Converting from base 2 to base 10 through division

Question

I'm having hard time because of this exercise, I have to implement an algorithm that repeatedly, through continuos divisions, from the remaining of the divisions I can find(looking backward the remaining) the integer in base 10.

Answer 1

Lets say you start with the number in base 2 called x.

You get the lowest order digit (right most digit) base 10 by taking x modulo 10 then set x=Floor[x/10] and repeat.

For example let x = 110011 = 51
51-10*5= 1
Or in binary $$\tag1 110011-1010*101 = 1 $$ so the first digit is 1 and we set x = 101 (from the previous step) and repeat
$$\tag2 101 - 1010*0 = 101$$ so the next digit is 5 then we set x = 0 and see that we can stop.

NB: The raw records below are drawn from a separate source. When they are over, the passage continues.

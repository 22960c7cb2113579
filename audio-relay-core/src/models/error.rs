use thiserror::Error;

use super::device::DeviceId;

/// Errors reported by directory, volume and engine operations.
///
/// None of these are fatal to the process. The caller decides how to surface them.
#[derive(Debug, Error, Clone, PartialEq, Eq)]
pub enum RelayError {
    #[error("device not found: {0}")]
    NotFound(DeviceId),

    #[error("{device} has no {capability}")]
    CapabilityUnavailable { device: DeviceId, capability: Capability },

    #[error("failed to activate {device}: {reason}")]
    ActivationFailure { device: DeviceId, reason: String },

    #[error("{0}")]
    PreconditionNotMet(Precondition),

    #[error("configuration failed: {0}")]
    ConfigurationFailed(String),

    #[error("backend error: {0}")]
    Backend(String),
}

impl RelayError {
    pub fn activation(device: &DeviceId, reason: impl Into<String>) -> Self {
        Self::ActivationFailure {
            device: device.clone(),
            reason: reason.into(),
        }
    }

    pub fn backend(reason: impl Into<String>) -> Self {
        Self::Backend(reason.into())
    }
}

/// Optional native capabilities a device may lack.
#[derive(Debug, Clone, Copy, PartialEq, Eq, Hash)]
pub enum Capability {
    VolumeControl,
}

impl std::fmt::Display for Capability {
    fn fmt(&self, f: &mut std::fmt::Formatter<'_>) -> std::fmt::Result {
        match self {
            Self::VolumeControl => f.write_str("endpoint volume control"),
        }
    }
}

/// Why an operation was a no-op.
#[derive(Debug, Error, Clone, Copy, PartialEq, Eq)]
pub enum Precondition {
    #[error("no source device set")]
    NoSource,

    #[error("no target devices set")]
    NoTargets,

    #[error("relay is already running")]
    AlreadyRunning,

    #[error("nothing to do: no target devices")]
    NothingToClear,

    #[error("device holds neither the source nor a target role")]
    NotAssigned,

    #[error("source device is in use by the running relay")]
    SourceInUse,
}
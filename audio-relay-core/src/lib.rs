//! # audio-relay-core
//!
//! Platform-agnostic audio relay core library.
//!
//! Captures what one playback device is rendering (loopback) and copies it,
//! packet by packet, into any number of other playback devices, each with its
//! own volume under a global multiplier. Platform backends (Windows WASAPI)
//! implement the `AudioBackend` trait and plug into the generic `AudioRelay`.
//!
//! ## Architecture
//!
//! ```text
//! audio-relay-core (this crate)
//! ├── traits/    ← AudioBackend, PlaybackDevice, Capture/RenderEndpoint, VolumeControl, RelayDelegate
//! ├── models/    ← RelayError, RelayState, RelayConfiguration, DeviceId, StreamFormat, diagnostics
//! ├── devices/   ← DeviceArena + DeviceLease, DeviceDirectory (Available / Source / Target)
//! ├── volume/    ← effective-volume model, VolumeController
//! ├── engine/    ← RelayEngine and the real-time relay loop
//! └── session/   ← AudioRelay (one explicit context per relay)
//! ```

pub mod devices;
pub mod engine;
pub mod models;
pub mod session;
pub mod traits;
pub mod volume;

#[cfg(any(test, feature = "test-support"))]
pub mod testing;

// Re-export key types at crate root for convenience.
pub use devices::arena::{DeviceArena, DeviceLease};
pub use devices::directory::{DeviceDirectory, RefreshSummary, RoleChange, Roster};
pub use engine::RelayEngine;
pub use models::config::RelayConfiguration;
pub use models::device::{DeviceId, DeviceInfo, DeviceRole};
pub use models::diagnostics::{RelayDiagnostics, RelayStatus, TargetDiagnostics};
pub use models::error::{Capability, Precondition, RelayError};
pub use models::format::{PacketFlags, SampleEncoding, StreamFormat};
pub use models::state::RelayState;
pub use session::relay::AudioRelay;
pub use traits::backend::{AudioBackend, PlaybackDevice, ThreadGuard};
pub use traits::delegate::RelayDelegate;
pub use traits::endpoint::{CaptureEndpoint, CapturedPacket, RenderEndpoint, VolumeControl};
pub use volume::controller::VolumeController;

If it is clear how to obtain equations 1 and 2 then it should be clear how to implement this as an algorithm

Answer 2

To convert from base $10_2$ to base $1010_2$ by division, you keep taking remainder repeatedly:

$$\begin{array}{rcr} 1010\quad\underline{)\quad10\ 1011\ 0001\quad}\\ 1010\quad\underline{)\quad100\ 0100\quad}&\cdots&1001\\ 1010\quad\underline{)\quad110\quad}&\cdots&1000\\ 0\quad&\cdots&110 \end{array}$$ The first remainder, $1001_2=9_{10}$, becomes the least significant digit, and the last remainder, $110_2 = 6_{10}$, becomes the most significant digit: $$10\ 1011\ 0001_2 = 689_{10}$$

The prerequisite is, you are good at doing division and subtraction in binary.